#### GOAL OF THE EXERCISE
Could each record be written out again exactly as it stands?

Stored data
▬▬▬▬▬▬▬▬▬▬

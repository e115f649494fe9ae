//! # Aigent Protocol
//!
//! Wire format spoken between a stream connector and the Aigent cluster.
//!
//! This crate provides:
//! - Message types and the binary frame encoder/parser
//! - The call metadata record sent as the first message of every stream
//!
//! ## Example Usage
//!
//! ```rust
//! use aigent_protocol::{encode, Frame, MessageType};
//!
//! let frame = encode(MessageType::Voice.code(), &[0x01, 0x02]);
//! assert_eq!(frame.len(), 8);
//!
//! let parsed = Frame::parse(&frame).unwrap();
//! assert_eq!(parsed.message_type().unwrap(), MessageType::Voice);
//! assert_eq!(parsed.payload, vec![0x01, 0x02]);
//! ```

pub mod metadata;
pub mod protocol;

// Re-export commonly used types
pub use metadata::{generate_call_id, CallMetadata, Channel, Direction, VoiceMetadata};
pub use protocol::{
    encode, encode_at, unix_timestamp, Frame, MessageType, ProtocolError, FLUSH_PAYLOAD,
    HEADER_LEN,
};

▬▬▬▬▬▬▬▬▬▬

#### ANSWER SPACE
repository e115f649494fe9ae
//! # Aigent Protocol
//!
//! Wire format spoken between a stream connector and the Aigent cluster.
//!
//! This crate provides:
//! - Message types and the binary frame encoder/parser
//! - The call metadata record sent as the first message of every stream
//!
//! ## Example Usage
//!
//! ```rust
//! use aigent_protocol::{encode, Frame, MessageType};
//!
//! let frame = encode(MessageType::Voice.code(), &[0x01, 0x02]);
//! assert_eq!(frame.len(), 8);
//!
//! let parsed = Frame::parse(&frame).unwrap();
//! assert_eq!(parsed.message_type().unwrap(), MessageType::Voice);
//! assert_eq!(parsed.payload, vec![0x01, 0x02]);
//! ```

pub mod metadata;
pub mod protocol;

// Re-export commonly used types
pub use metadata::{generate_call_id, CallMetadata, Channel, Direction, VoiceMetadata};
pub use protocol::{
    encode, encode_at, unix_timestamp, Frame, MessageType, ProtocolError, FLUSH_PAYLOAD,
    HEADER_LEN,
};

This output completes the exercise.